Introduced by Representative Debbie Dingell [D-MI], this bill temporarily provides additional funding for Medicaid home and community-based services (HCBS) through a 10 percent increase in Federal Medical Assistance. HCBS programs deliver home health and human services to older adults and people with disabilities. Additional funding would also expand HBCS programs by providing hazard pay, paid sick and family medical leave and personal protective equipment to home health workers and direct support professionals. Funding could also be used to recruit and train additional direct care workers and to pay
for technologies that ensure continuity of care and minimize COVID-19 risk for both older adults and people with disabilities.
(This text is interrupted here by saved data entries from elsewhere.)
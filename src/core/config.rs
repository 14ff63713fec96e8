//! Configuration management

use serde::{Deserialize, Serialize};
use std::path::Path;
use tracing::{info, warn};

use crate::core::errors::{Result, TranslationError};
use crate::core::models::{Language, ModelPair};

/// Settings for the remote HTTP translation engine
#[derive(Debug, Clone, Serialize, Deserialize)]
pub struct EngineConfig {
    /// Bearer token; empty sends no `Authorization` header
    pub api_key: String,
    /// Model-serving endpoint URL
    pub api_endpoint: String,
    /// Requests in flight at once
    pub max_concurrent: usize,
    /// Retries per hop for transient failures
    pub max_retries: u32,
    /// Base delay, doubled on each retry
    pub retry_delay_ms: u64,
    /// Per-request timeout
    pub timeout_ms: u64,
}

/// Default engine endpoint
const DEFAULT_ENDPOINT: &str = "http://127.0.0.1:8989/api/v3/responses";

/// Upper bound on `max_retries`
pub const MAX_RETRIES_LIMIT: u32 = 10;

impl Default for EngineConfig {
    fn default() -> Self {
        Self {
            api_key: String::new(),
            api_endpoint: DEFAULT_ENDPOINT.to_string(),
            max_concurrent: 20,
            max_retries: 2,
            retry_delay_ms: 500,
            timeout_ms: 30000,
        }
    }
}

impl EngineConfig {
    /// Load configuration from environment variables
    pub fn from_env() -> Result<Self> {
        let defaults = Self::default();

        let api_key = std::env::var("TRANSLATE_API_KEY").unwrap_or_default();

        let api_endpoint =
            std::env::var("TRANSLATE_API_ENDPOINT").unwrap_or(defaults.api_endpoint);

        let max_concurrent = env_or("TRANSLATE_MAX_CONCURRENT", defaults.max_concurrent)?;
        let max_retries = env_or("TRANSLATE_MAX_RETRIES", defaults.max_retries)?;
        let retry_delay_ms = env_or("TRANSLATE_RETRY_DELAY_MS", defaults.retry_delay_ms)?;
        let timeout_ms = env_or("TRANSLATE_TIMEOUT_MS", defaults.timeout_ms)?;

        Ok(Self {
            api_key,
            api_endpoint,
            max_concurrent,
            max_retries,
            retry_delay_ms,
            timeout_ms,
        })
    }

    /// Validate configuration
    pub fn validate(&self) -> Result<()> {
        if self.api_endpoint.is_empty() {
            return Err(TranslationError::ConfigError {
                message: "API endpoint is required".to_string(),
            });
        }

        if self.api_key.is_empty() {
            warn!("TRANSLATE_API_KEY is not set; engine requests are sent without credentials");
        }

        if self.max_concurrent == 0 {
            return Err(TranslationError::ConfigError {
                message: "max_concurrent must be greater than 0".to_string(),
            });
        }

        if self.max_retries > MAX_RETRIES_LIMIT {
            return Err(TranslationError::ConfigError {
                message: format!(
                    "max_retries must be at most {}, got {}",
                    MAX_RETRIES_LIMIT, self.max_retries
                ),
            });
        }

        if self.timeout_ms == 0 {
            return Err(TranslationError::ConfigError {
                message: "timeout_ms must be greater than 0".to_string(),
            });
        }

        Ok(())
    }
}

/// Read `key` from the environment, falling back to `default` when unset
fn env_or<T>(key: &str, default: T) -> Result<T>
where
    T: std::str::FromStr,
    T::Err: std::fmt::Display,
{
    match std::env::var(key) {
        Ok(value) => value.trim().parse::<T>().map_err(|e| TranslationError::ConfigError {
            message: format!("{} has an invalid value '{}': {}", key, value, e),
        }),
        Err(_) => Ok(default),
    }
}

/// Languages and installed models the service routes between
#[derive(Debug, Clone, Default, PartialEq, Eq, Serialize, Deserialize)]
pub struct CatalogConfig {
    /// Languages in listing order
    #[serde(default)]
    pub languages: Vec<Language>,
    /// Installed single-hop models
    #[serde(default)]
    pub models: Vec<ModelPair>,
    /// Preferred intermediate language for two-hop translation
    #[serde(default)]
    pub pivot: Option<String>,
}

/// Built-in languages: (code, name)
const DEFAULT_LANGUAGES: &[(&str, &str)] = &[
    ("en", "English"),
    ("ar", "Arabic"),
    ("zh", "Chinese"),
    ("fr", "French"),
    ("de", "German"),
    ("hi", "Hindi"),
    ("it", "Italian"),
    ("ja", "Japanese"),
    ("ko", "Korean"),
    ("pt", "Portuguese"),
    ("ru", "Russian"),
    ("es", "Spanish"),
];

/// Language every built-in model translates to or from
const DEFAULT_PIVOT: &str = "en";

impl CatalogConfig {
    /// Built-in catalog: one model each way between English and every other language
    pub fn builtin() -> Self {
        let languages: Vec<Language> = DEFAULT_LANGUAGES
            .iter()
            .map(|(code, name)| Language::new(*code, *name))
            .collect();

        let models = languages
            .iter()
            .filter(|l| l.code != DEFAULT_PIVOT)
            .flat_map(|l| {
                [
                    ModelPair::new(DEFAULT_PIVOT, &l.code, format!("translate-{}-{}", DEFAULT_PIVOT, l.code)),
                    ModelPair::new(&l.code, DEFAULT_PIVOT, format!("translate-{}-{}", l.code, DEFAULT_PIVOT)),
                ]
            })
            .collect();

        Self {
            languages,
            models,
            pivot: Some(DEFAULT_PIVOT.to_string()),
        }
    }

    /// Load from a YAML, JSON or TOML file (format chosen by extension)
    pub fn from_file<P: AsRef<Path>>(path: P) -> Result<Self> {
        let path = path.as_ref();
        if !path.is_file() {
            return Err(TranslationError::ConfigError {
                message: format!("catalog file not found: {}", path.display()),
            });
        }

        let catalog: Self = config::Config::builder()
            .add_source(config::File::from(path))
            .build()?
            .try_deserialize()?;

        info!(
            "Loaded catalog from {}: {} languages, {} models",
            path.display(),
            catalog.languages.len(),
            catalog.models.len()
        );

        Ok(catalog)
    }

    /// Load from `path` if given, otherwise the built-in catalog
    pub fn load(path: Option<&Path>) -> Result<Self> {
        let catalog = match path {
            Some(path) => Self::from_file(path)?,
            None => {
                let catalog = Self::builtin();
                info!("Loaded {} built-in languages", catalog.languages.len());
                catalog
            }
        };

        catalog.validate()?;
        Ok(catalog)
    }

    /// Every model and the pivot must refer to catalog languages
    pub fn validate(&self) -> Result<()> {
        let known = |code: &str| self.languages.iter().any(|l| l.code == code);

        for model in &self.models {
            if !known(&model.source) || !known(&model.target) {
                return Err(TranslationError::ConfigError {
                    message: format!("model {} refers to an unknown language", model),
                });
            }
            if model.source == model.target {
                return Err(TranslationError::ConfigError {
                    message: format!("model {} translates a language into itself", model),
                });
            }
            if model.model.trim().is_empty() {
                return Err(TranslationError::ConfigError {
                    message: format!("model {}->{} has no identifier", model.source, model.target),
                });
            }
        }

        if let Some(pivot) = &self.pivot {
            if !known(pivot) {
                return Err(TranslationError::ConfigError {
                    message: format!("pivot language '{}' is not in the catalog", pivot),
                });
            }
        }

        if self.languages.is_empty() {
            warn!("Catalog has no languages; every translation request will be rejected");
        }

        Ok(())
    }
}

/// Process-wide server settings, fixed at boot
#[derive(Debug, Clone, PartialEq, Eq)]
pub struct ServerSettings {
    /// Hostname or IP address to listen on
    pub host: String,
    /// Port to listen on
    pub port: u16,
    /// Requests per hour per client; `None` disables limiting
    pub req_limit: Option<u32>,
    /// Key clients by the first `X-Forwarded-For` hop instead of the peer address
    pub trust_proxy: bool,
    /// Analytics id rendered into the landing page
    pub google_analytics: Option<String>,
}

impl Default for ServerSettings {
    fn default() -> Self {
        Self {
            host: "127.0.0.1".to_string(),
            port: 5000,
            req_limit: None,
            trust_proxy: false,
            google_analytics: None,
        }
    }
}

impl ServerSettings {
    /// Build from raw command-line values (`-1` disables a limit)
    pub fn from_raw(
        host: String,
        port: u16,
        req_limit: i64,
        trust_proxy: bool,
        google_analytics: Option<String>,
    ) -> Result<Self> {
        let req_limit = match req_limit {
            -1 => None,
            n if n > 0 => Some(u32::try_from(n).map_err(|_| TranslationError::ConfigError {
                message: format!("req limit {} is out of range", n),
            })?),
            n => {
                return Err(TranslationError::ConfigError {
                    message: format!("req limit must be -1 or a positive integer, got {}", n),
                })
            }
        };

        let google_analytics = google_analytics.filter(|id| !id.trim().is_empty());

        Ok(Self {
            host,
            port,
            req_limit,
            trust_proxy,
            google_analytics,
        })
    }

    /// `host:port` for logs and URLs, with IPv6 literals bracketed
    pub fn display_address(&self) -> String {
        if self.host.contains(':') {
            format!("[{}]:{}", self.host, self.port)
        } else {
            format!("{}:{}", self.host, self.port)
        }
    }
}

#[cfg(test)]
mod tests {
    use super::*;
    use std::io::Write;

    #[test]
    fn test_engine_config_validation() {
        let config = EngineConfig {
            api_key: "test_key".to_string(),
            api_endpoint: "https://test.com".to_string(),
            ..Default::default()
        };
        assert!(config.validate().is_ok());
    }

    #[test]
    fn test_engine_config_validation_missing_endpoint() {
        let config = EngineConfig {
            api_endpoint: "".to_string(),
            ..Default::default()
        };
        assert!(config.validate().is_err());

        let config = EngineConfig {
            max_concurrent: 0,
            ..Default::default()
        };
        assert!(config.validate().is_err());
    }

    #[test]
    fn test_engine_config_caps_retries() {
        let config = EngineConfig {
            max_retries: MAX_RETRIES_LIMIT,
            ..Default::default()
        };
        assert!(config.validate().is_ok());

        let config = EngineConfig {
            max_retries: 64,
            ..Default::default()
        };
        assert!(matches!(config.validate(), Err(TranslationError::ConfigError { .. })));
    }

    #[test]
    fn test_builtin_catalog_is_consistent() {
        let catalog = CatalogConfig::builtin();
        assert!(catalog.validate().is_ok());
        assert_eq!(catalog.languages.len(), DEFAULT_LANGUAGES.len());
        assert_eq!(catalog.models.len(), (DEFAULT_LANGUAGES.len() - 1) * 2);
        assert!(catalog.models.iter().any(|m| m.connects("en", "es")));
        assert!(catalog.models.iter().any(|m| m.connects("es", "en")));
        assert!(!catalog.models.iter().any(|m| m.connects("es", "fr")));
    }

    #[test]
    fn test_catalog_from_yaml_file() {
        let mut file = tempfile::Builder::new().suffix(".yaml").tempfile().unwrap();
        write!(
            file,
            r#"
languages:
  - code: en
    name: English
  - code: it
    name: Italian
models:
  - source: en
    target: it
    model: opus-en-it
pivot: en
"#
        )
        .unwrap();

        let catalog = CatalogConfig::load(Some(file.path())).unwrap();
        assert_eq!(catalog.languages.len(), 2);
        assert_eq!(catalog.models, vec![ModelPair::new("en", "it", "opus-en-it")]);
        assert_eq!(catalog.pivot.as_deref(), Some("en"));
    }

    #[test]
    fn test_catalog_from_json_file_without_models() {
        let mut file = tempfile::Builder::new().suffix(".json").tempfile().unwrap();
        write!(file, r#"{{"languages": [{{"code": "fr", "name": "French"}}]}}"#).unwrap();

        let catalog = CatalogConfig::load(Some(file.path())).unwrap();
        assert_eq!(catalog.languages, vec![Language::new("fr", "French")]);
        assert!(catalog.models.is_empty());
        assert!(catalog.pivot.is_none());
    }

    #[test]
    fn test_catalog_rejects_model_for_unknown_language() {
        let catalog = CatalogConfig {
            languages: vec![Language::new("en", "English")],
            models: vec![ModelPair::new("en", "xx", "m")],
            pivot: None,
        };
        assert!(catalog.validate().is_err());
    }

    #[test]
    fn test_catalog_missing_file() {
        let result = CatalogConfig::load(Some(Path::new("/nonexistent/catalog.yaml")));
        assert!(matches!(result, Err(TranslationError::ConfigError { .. })));
    }

    #[test]
    fn test_server_settings_from_raw() {
        let settings =
            ServerSettings::from_raw("0.0.0.0".to_string(), 8080, 100, true, Some("UA-1".to_string()))
                .unwrap();
        assert_eq!(settings.req_limit, Some(100));
        assert!(settings.trust_proxy);
        assert_eq!(settings.display_address(), "0.0.0.0:8080");

        let settings =
            ServerSettings::from_raw("127.0.0.1".to_string(), 5000, -1, false, Some(" ".to_string()))
                .unwrap();
        assert!(settings.req_limit.is_none());
        assert!(settings.google_analytics.is_none());

        assert!(ServerSettings::from_raw("h".to_string(), 1, 0, false, None).is_err());
        assert!(ServerSettings::from_raw("h".to_string(), 1, -5, false, None).is_err());
    }

    #[test]
    fn test_display_address_brackets_ipv6() {
        let settings = ServerSettings {
            host: "::1".to_string(),
            ..Default::default()
        };
        assert_eq!(settings.display_address(), "[::1]:5000");

        let settings = ServerSettings {
            host: "localhost".to_string(),
            port: 8080,
            ..Default::default()
        };
        assert_eq!(settings.display_address(), "localhost:8080");
    }
}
The bill is referred to the House Committee on Energy and Commerce.
Introduced by Representative Scott Peters [D-CA], this bill improves infrastructure to better inform responses to public health emergencies, such as COVID-19. The bill establishes a working group, composed of representatives from federal agencies, tasked with providing recommendations on improving public federal health data standards, collection and reporting, facilitating better data sharing among local, state and federal agencies and expanding the use of SDoH data across the health and human services sectors. The bill creates grants for public health departments that help expand and modernize their public health data systems and support data sharing between federal, state and local entities. Additionally, the bill creates a demonstration project that focuses on public health statistics, trends and patterns with a particular focus on SDoH. The bill is referred to the House Committee on Energy and Commerce.
The Root Cause Coalition Member Spotlight
ProMedica is partnering with Bitwise Industries to launch an innovation center in Toledo, Ohio that will focus on racial, ethnic, socioeconomic, and gender diversity while “accelerating partnerships, supporting workforce development and facilitating innovation.” ProMedica President and CEO Randy Oostra noted that Bitwise Industries “…has a strong track record, and its mission strongly aligns with ProMedica’s social determinants of health and innovations efforts. We believe this partnership will enable us to build upon our successes and continue the momentum in our community. Together, and with the help of other community partners, we expect to elevate the innovation and technology landscape in our region while creating career path opportunities for our underserved populations.”